赫连婳没想到结局居然是这样的,一脸还没回过神来的样子站了起来,正准备回去与那戒律长老再商讨一番,却发现有一个人堵在了跟前。抬头一看,竟然是赫连良。
赫连良也不客套什么,开口便直入主题“赫连婳,该收手了。别忘了你的身份,如果你还是想做点什么,我不介意推你一把。。。荒区正好缺一个监事,呵。”
赫连婳一个腿软便坐回了椅子上,赫连良一脸轻视,轻呲了一声,说道:“再没有人会像赫连月一样,顾念着你那所谓可笑的情谊,没了她你什么都不是。”
赫连婳一听,像是被戳到痛脚一般,愤然反问道:“为什么,你们都那么在意她。明明都是一起认识的。。。生哥也是。。。你也是。。。明明是她横刀夺爱!”
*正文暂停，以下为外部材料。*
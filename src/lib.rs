pub mod api;
pub mod config;
pub mod engine;
pub mod error;
pub mod models;
pub mod observability;
pub mod registry;
pub mod state;
pub mod store;
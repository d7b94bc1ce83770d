#![allow(dead_code)]

use lopdf::{Dictionary, Document, Object, ObjectId, Stream};
use pdf_changebars::*;
use std::path::{Path, PathBuf};
use std::sync::Mutex;

pub fn create_test_pdf(num_pages: usize) -> Document {
    let mut doc = Document::with_version("1.7");

    // Create page tree root ID
    let pages_id = doc.new_object_id();

    // Create pages array
    let mut kids = Vec::new();
    for _ in 0..num_pages {
        let content_id = doc.add_object(Stream::new(Dictionary::new(), b"q Q".to_vec()));

        let page_id = doc.add_object(Dictionary::from_iter(vec![
            ("Type", Object::Name(b"Page".to_vec())),
            ("Parent", Object::Reference(pages_id)),
            ("Resources", Object::Dictionary(Dictionary::new())),
            ("Contents", Object::Reference(content_id)),
        ]));
        kids.push(Object::Reference(page_id));
    }

    // MediaBox is inherited from the page tree root
    let pages_dict = Dictionary::from_iter(vec![
        ("Type", Object::Name(b"Pages".to_vec())),
        ("Kids", Object::Array(kids)),
        ("Count", Object::Integer(num_pages as i64)),
        (
            "MediaBox",
            Object::Array(vec![
                Object::Integer(0),
                Object::Integer(0),
                Object::Integer(612),
                Object::Integer(792),
            ]),
        ),
    ]);
    doc.objects.insert(pages_id, Object::Dictionary(pages_dict));

    // Create catalog
    let catalog_id = doc.add_object(Dictionary::from_iter(vec![
        ("Type", Object::Name(b"Catalog".to_vec())),
        ("Pages", Object::Reference(pages_id)),
    ]));

    doc.trailer.set("Root", catalog_id);

    doc
}

pub fn write_test_pdf(path: &Path, num_pages: usize) {
    let mut doc = create_test_pdf(num_pages);
    let mut writer = Vec::new();
    doc.save_to(&mut writer).unwrap();
    std::fs::write(path, writer).unwrap();
}

/// Rasterizer that produces nothing but records the geometry it was given.
#[derive(Default)]
pub struct RecordingRasterizer {
    pub pages: usize,
    pub seen: Mutex<Vec<(CropGeometry, u32)>>,
}

impl RecordingRasterizer {
    pub fn new(pages: usize) -> Self {
        Self {
            pages,
            seen: Mutex::new(Vec::new()),
        }
    }
}

impl Rasterizer for RecordingRasterizer {
    fn rasterize(
        &self,
        _input: &Path,
        geometry: &CropGeometry,
        dpi: u32,
        out_dir: &Path,
    ) -> Result<Vec<PathBuf>> {
        self.seen.lock().unwrap().push((*geometry, dpi));
        Ok((0..self.pages)
            .map(|i| out_dir.join(format!("page-{:05}.png", i + 1)))
            .collect())
    }
}

pub struct FailingRasterizer;

impl Rasterizer for FailingRasterizer {
    fn rasterize(
        &self,
        _input: &Path,
        _geometry: &CropGeometry,
        _dpi: u32,
        _out_dir: &Path,
    ) -> Result<Vec<PathBuf>> {
        Err(ChangebarError::Tool {
            tool: "gs".to_string(),
            status: "exit status: 1".to_string(),
            stderr: "Unrecoverable error".to_string(),
        })
    }
}

/// Measurer returning fixed heights in page order
pub struct FixedMeasurer(pub Vec<u32>);

impl MarginMeasurer for FixedMeasurer {
    fn measure(&self, _images: &[PathBuf]) -> Result<Vec<MarginRecord>> {
        Ok(MarginRecord::sequence(&self.0))
    }
}

/// Measurer replaying raw ImageMagick output
pub struct TextMeasurer(pub &'static str);

impl MarginMeasurer for TextMeasurer {
    fn measure(&self, _images: &[PathBuf]) -> Result<Vec<MarginRecord>> {
        tools::parse_measurements(self.0)
    }
}

pub fn toolchain_for(heights: &[u32]) -> Toolchain {
    Toolchain::new(
        RecordingRasterizer::new(heights.len()),
        FixedMeasurer(heights.to_vec()),
    )
}

/// Annotation dictionaries attached to a page, in order
pub fn page_annotations(doc: &Document, page: u32) -> Vec<Dictionary> {
    let page_id = page_id(doc, page);
    let page_dict = doc.get_dictionary(page_id).unwrap();
    let annots = match page_dict.get(b"Annots") {
        Ok(Object::Array(arr)) => arr.clone(),
        Ok(Object::Reference(id)) => doc.get_object(*id).unwrap().as_array().unwrap().clone(),
        _ => Vec::new(),
    };
    annots
        .iter()
        .map(|obj| {
            let id = obj.as_reference().unwrap();
            doc.get_dictionary(id).unwrap().clone()
        })
        .collect()
}

pub fn page_id(doc: &Document, page: u32) -> ObjectId {
    *doc.get_pages().get(&page).unwrap()
}

pub fn subtype(annot: &Dictionary) -> String {
    String::from_utf8_lossy(annot.get(b"Subtype").unwrap().as_name().unwrap()).into_owned()
}

pub fn link_target(doc: &Document, annot: &Dictionary) -> u32 {
    let dest = annot.get(b"Dest").unwrap().as_array().unwrap();
    let target_id = dest[0].as_reference().unwrap();
    doc.get_pages()
        .iter()
        .find(|(_, id)| **id == target_id)
        .map(|(num, _)| *num)
        .unwrap()
}

pub fn contents(annot: &Dictionary) -> String {
    String::from_utf8_lossy(annot.get(b"Contents").unwrap().as_str().unwrap()).into_owned()
}

/// Titles and target page numbers of the top-level outline items
pub fn outline_items(doc: &Document) -> Vec<(String, u32)> {
    let catalog_id = doc.trailer.get(b"Root").unwrap().as_reference().unwrap();
    let catalog = doc.get_dictionary(catalog_id).unwrap();
    let Ok(root_ref) = catalog.get(b"Outlines") else {
        return Vec::new();
    };
    let root = doc.get_dictionary(root_ref.as_reference().unwrap()).unwrap();

    let mut items = Vec::new();
    let mut next = root.get(b"First").ok().map(|o| o.as_reference().unwrap());
    while let Some(id) = next {
        let item = doc.get_dictionary(id).unwrap();
        let title = String::from_utf8_lossy(item.get(b"Title").unwrap().as_str().unwrap()).into_owned();
        let target = item
            .get(b"Dest")
            .ok()
            .map(|_| link_target(doc, item))
            .unwrap_or(0);
        items.push((title, target));
        next = item.get(b"Next").ok().map(|o| o.as_reference().unwrap());
    }
    items
}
赫连良没想到她居然是这等想法,气急反笑“虽然我并不想提这个人,但是我觉得还是说清楚的好,赫连月什么都不欠你!他们早在和你相遇的一年前便相爱了,你才是中途插只脚进来的那个,更何况赫连生可从来没喜欢过你。就为了这么个男人,你就这么对她?你可知如果不是她,你连赫连家的门都不可能再进来!赫连端是她唯一留下来的。。。我不会让你动他的。你好自为之,我们不会有下一次对话,你再有什么动作,后果自负。”说罢转身便走。
徒留赫连婳在原地,双手掩面“我。。。真的错了吗?”
其实她也并没有想害赫连端性命啊,她只是。。。只是。。。心有不甘而已。。。